# [Problem description]
Keep every line of the data below that has the string "settings" and present those lines.

[Collected data entries]
□ □ □ □ □

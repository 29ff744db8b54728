// Copyright (c) 2025 Kirky.X
//
// Licensed under the MIT License
// See LICENSE file in the project root for full license information.

use std::time::Duration;

use crate::config::settings::WorkflowSettings;

/// 重试策略配置
#[derive(Debug, Clone)]
pub struct RetryPolicy {
    /// 最大重试次数
    pub max_retries: u32,
    /// 初始退避时间
    pub initial_backoff: Duration,
    /// 最大退避时间
    pub max_backoff: Duration,
    /// 退避乘数
    pub backoff_multiplier: f64,
    /// 抖动因子 (0.0-1.0)
    pub jitter_factor: f64,
    /// 是否启用指数退避
    pub exponential_backoff: bool,
    /// 是否启用抖动
    pub enable_jitter: bool,
}

impl Default for RetryPolicy {
    fn default() -> Self {
        Self {
            max_retries: 3,
            initial_backoff: Duration::from_secs(1),
            max_backoff: Duration::from_secs(60),
            backoff_multiplier: 2.0,
            jitter_factor: 0.1,
            exponential_backoff: true,
            enable_jitter: true,
        }
    }
}

impl RetryPolicy {
    /// 工作流步骤使用的重试策略
    pub fn for_steps(settings: &WorkflowSettings) -> Self {
        Self {
            max_retries: settings.step_max_retries,
            initial_backoff: Duration::from_millis(settings.retry_initial_backoff_ms),
            max_backoff: Duration::from_secs(30),
            ..Default::default()
        }
    }

    /// 不重试
    pub fn none() -> Self {
        Self {
            max_retries: 0,
            ..Default::default()
        }
    }

    /// 计算第 `attempt` 次重试（从1开始）的退避时间
    pub fn calculate_backoff(&self, attempt: u32) -> Duration {
        if !self.exponential_backoff {
            return self.initial_backoff;
        }

        let exponent = attempt.saturating_sub(1).min(i32::MAX as u32) as i32;
        let backoff_secs = self.initial_backoff.as_secs_f64() * self.backoff_multiplier.powi(exponent);

        // 限制最大退避时间
        let capped_backoff = backoff_secs.min(self.max_backoff.as_secs_f64());

        let final_backoff = if self.enable_jitter && self.jitter_factor > 0.0 && capped_backoff > 0.0 {
            let jitter_range = capped_backoff * self.jitter_factor;
            let jitter = rand::random_range(-jitter_range..jitter_range);
            (capped_backoff + jitter).max(0.0)
        } else {
            capped_backoff
        };

        Duration::from_secs_f64(final_backoff)
    }

    /// 已重试 `attempt` 次后是否还应重试
    pub fn should_retry(&self, attempt: u32) -> bool {
        attempt < self.max_retries
    }
}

□ □ □ □ □

# [Result of this exercise]
use crate::config::settings::WorkflowSettings;
    pub fn for_steps(settings: &WorkflowSettings) -> Self {
            max_retries: settings.step_max_retries,
            initial_backoff: Duration::from_millis(settings.retry_initial_backoff_ms),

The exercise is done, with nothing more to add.